*** Opening of Input data ***

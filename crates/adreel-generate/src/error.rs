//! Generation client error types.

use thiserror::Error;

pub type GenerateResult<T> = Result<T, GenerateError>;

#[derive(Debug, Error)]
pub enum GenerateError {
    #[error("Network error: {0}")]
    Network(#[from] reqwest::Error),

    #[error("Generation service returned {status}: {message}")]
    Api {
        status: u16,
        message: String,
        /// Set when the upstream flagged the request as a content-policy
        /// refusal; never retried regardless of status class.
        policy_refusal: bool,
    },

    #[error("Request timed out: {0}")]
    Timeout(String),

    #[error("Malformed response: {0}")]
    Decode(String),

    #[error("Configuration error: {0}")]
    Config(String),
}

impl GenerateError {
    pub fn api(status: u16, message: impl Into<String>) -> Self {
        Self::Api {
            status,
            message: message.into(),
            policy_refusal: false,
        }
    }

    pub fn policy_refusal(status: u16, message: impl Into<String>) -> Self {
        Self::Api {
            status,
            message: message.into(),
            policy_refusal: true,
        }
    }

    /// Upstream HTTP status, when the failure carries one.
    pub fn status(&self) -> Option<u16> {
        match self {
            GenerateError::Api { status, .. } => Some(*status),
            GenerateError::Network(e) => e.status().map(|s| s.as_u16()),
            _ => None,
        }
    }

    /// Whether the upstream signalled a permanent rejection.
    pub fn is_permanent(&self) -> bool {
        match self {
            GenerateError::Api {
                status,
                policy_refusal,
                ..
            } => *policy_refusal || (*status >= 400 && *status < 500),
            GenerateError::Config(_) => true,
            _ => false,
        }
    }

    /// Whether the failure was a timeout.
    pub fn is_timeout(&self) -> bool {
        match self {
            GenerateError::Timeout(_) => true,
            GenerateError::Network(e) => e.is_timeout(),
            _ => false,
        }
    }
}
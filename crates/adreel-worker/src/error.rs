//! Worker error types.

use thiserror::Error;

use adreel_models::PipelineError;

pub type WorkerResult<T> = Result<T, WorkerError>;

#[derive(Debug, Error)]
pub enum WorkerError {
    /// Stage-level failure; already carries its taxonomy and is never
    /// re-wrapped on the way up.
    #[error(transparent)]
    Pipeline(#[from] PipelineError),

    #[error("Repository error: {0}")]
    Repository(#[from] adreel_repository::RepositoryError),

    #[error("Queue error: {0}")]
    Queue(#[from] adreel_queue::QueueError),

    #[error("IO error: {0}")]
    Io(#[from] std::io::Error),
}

*** Close of Input data ***
*** Opening of Input data ***

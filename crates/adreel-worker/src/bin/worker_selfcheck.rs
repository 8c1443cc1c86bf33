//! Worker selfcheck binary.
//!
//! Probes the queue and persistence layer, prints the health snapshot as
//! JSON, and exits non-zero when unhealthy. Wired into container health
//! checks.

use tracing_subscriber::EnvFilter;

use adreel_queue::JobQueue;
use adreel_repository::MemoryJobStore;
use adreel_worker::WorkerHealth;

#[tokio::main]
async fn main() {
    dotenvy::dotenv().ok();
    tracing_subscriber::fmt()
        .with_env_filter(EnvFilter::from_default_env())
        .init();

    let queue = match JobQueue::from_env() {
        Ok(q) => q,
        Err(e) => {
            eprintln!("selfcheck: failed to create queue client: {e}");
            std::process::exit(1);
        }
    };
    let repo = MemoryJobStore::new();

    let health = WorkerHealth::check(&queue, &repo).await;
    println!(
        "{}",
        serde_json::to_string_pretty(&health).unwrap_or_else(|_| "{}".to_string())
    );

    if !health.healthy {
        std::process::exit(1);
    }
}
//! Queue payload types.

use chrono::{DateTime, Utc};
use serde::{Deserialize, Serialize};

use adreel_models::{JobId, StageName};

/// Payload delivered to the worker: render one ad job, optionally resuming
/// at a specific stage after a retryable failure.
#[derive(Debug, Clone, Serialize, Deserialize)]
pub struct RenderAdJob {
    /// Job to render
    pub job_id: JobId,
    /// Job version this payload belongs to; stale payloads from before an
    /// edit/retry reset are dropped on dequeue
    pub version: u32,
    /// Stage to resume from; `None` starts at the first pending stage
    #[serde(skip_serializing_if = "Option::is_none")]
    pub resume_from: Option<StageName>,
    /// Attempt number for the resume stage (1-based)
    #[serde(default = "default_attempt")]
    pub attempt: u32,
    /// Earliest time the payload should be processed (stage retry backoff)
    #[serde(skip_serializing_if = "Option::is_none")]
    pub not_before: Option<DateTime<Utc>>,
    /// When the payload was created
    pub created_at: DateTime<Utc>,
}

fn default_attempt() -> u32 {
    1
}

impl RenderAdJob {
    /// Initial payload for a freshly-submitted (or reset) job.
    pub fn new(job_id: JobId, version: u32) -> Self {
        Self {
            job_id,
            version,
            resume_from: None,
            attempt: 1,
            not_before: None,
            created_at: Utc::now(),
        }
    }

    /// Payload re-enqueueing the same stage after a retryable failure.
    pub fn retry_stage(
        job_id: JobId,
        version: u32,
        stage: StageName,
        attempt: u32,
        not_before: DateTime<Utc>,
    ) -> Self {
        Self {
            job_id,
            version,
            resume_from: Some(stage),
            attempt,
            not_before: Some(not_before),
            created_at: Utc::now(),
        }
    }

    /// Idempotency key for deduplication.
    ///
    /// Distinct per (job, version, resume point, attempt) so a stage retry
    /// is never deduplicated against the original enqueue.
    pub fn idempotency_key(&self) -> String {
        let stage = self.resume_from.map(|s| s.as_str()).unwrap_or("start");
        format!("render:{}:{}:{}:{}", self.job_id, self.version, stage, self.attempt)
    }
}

*** Close of Input data ***
*** Opening of Input data ***

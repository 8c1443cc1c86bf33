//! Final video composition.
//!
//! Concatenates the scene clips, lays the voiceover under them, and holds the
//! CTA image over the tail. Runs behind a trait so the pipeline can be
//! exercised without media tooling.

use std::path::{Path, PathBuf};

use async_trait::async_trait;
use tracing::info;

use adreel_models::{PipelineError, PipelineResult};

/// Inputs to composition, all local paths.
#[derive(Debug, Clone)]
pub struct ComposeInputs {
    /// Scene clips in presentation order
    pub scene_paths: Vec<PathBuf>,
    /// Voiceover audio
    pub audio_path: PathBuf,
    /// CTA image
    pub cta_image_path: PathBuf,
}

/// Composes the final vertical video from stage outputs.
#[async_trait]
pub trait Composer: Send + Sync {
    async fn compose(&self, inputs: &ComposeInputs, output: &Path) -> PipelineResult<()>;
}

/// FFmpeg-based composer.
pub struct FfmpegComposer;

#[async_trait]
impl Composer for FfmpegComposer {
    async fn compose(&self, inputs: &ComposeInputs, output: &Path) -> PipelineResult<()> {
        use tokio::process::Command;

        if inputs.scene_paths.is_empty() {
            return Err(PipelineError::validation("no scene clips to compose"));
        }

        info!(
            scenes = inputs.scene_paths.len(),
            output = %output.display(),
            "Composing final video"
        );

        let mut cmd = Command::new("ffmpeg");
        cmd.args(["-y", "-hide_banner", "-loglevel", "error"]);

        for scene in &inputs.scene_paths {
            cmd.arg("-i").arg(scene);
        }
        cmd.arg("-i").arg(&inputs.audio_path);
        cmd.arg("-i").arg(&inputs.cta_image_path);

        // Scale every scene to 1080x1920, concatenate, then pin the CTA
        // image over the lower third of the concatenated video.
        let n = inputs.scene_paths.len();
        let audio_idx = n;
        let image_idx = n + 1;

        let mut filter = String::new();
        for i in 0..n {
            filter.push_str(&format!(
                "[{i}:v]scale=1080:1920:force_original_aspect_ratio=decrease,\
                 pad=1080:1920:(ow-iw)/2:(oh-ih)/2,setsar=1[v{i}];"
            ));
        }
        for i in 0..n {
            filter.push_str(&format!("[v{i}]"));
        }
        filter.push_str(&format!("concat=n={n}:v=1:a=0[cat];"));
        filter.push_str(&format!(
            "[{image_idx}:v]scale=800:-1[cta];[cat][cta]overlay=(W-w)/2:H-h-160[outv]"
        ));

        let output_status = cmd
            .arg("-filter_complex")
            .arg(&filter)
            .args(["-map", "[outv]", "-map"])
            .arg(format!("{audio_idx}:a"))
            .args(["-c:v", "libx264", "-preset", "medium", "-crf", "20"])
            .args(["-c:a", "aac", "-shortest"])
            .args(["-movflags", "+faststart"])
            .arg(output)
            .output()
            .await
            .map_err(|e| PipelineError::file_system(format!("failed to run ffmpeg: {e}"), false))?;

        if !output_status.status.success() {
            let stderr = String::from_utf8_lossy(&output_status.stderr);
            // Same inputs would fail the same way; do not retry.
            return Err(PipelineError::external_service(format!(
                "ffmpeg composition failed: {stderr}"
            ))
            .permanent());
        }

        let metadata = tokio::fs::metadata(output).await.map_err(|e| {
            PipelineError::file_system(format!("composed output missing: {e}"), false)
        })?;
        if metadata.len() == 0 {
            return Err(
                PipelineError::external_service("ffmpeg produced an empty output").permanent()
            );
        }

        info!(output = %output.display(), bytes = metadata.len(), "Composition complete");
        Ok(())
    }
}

*** Close of Input data ***

Your goal:
Among the records above, a stretch begins at the line containing "filename crates/adreel-generate/src/error.rs" and ends at the line containing "of status class.". Restate that stretch word for word, and nothing else.

Result of this exercise:
filename crates/adreel-generate/src/error.rs
//! Generation client error types.

use thiserror::Error;

pub type GenerateResult<T> = Result<T, GenerateError>;

#[derive(Debug, Error)]
pub enum GenerateError {
    #[error("Network error: {0}")]
    Network(#[from] reqwest::Error),

    #[error("Generation service returned {status}: {message}")]
    Api {
        status: u16,
        message: String,
        /// Set when the upstream flagged the request as a content-policy
        /// refusal; never retried regardless of status class.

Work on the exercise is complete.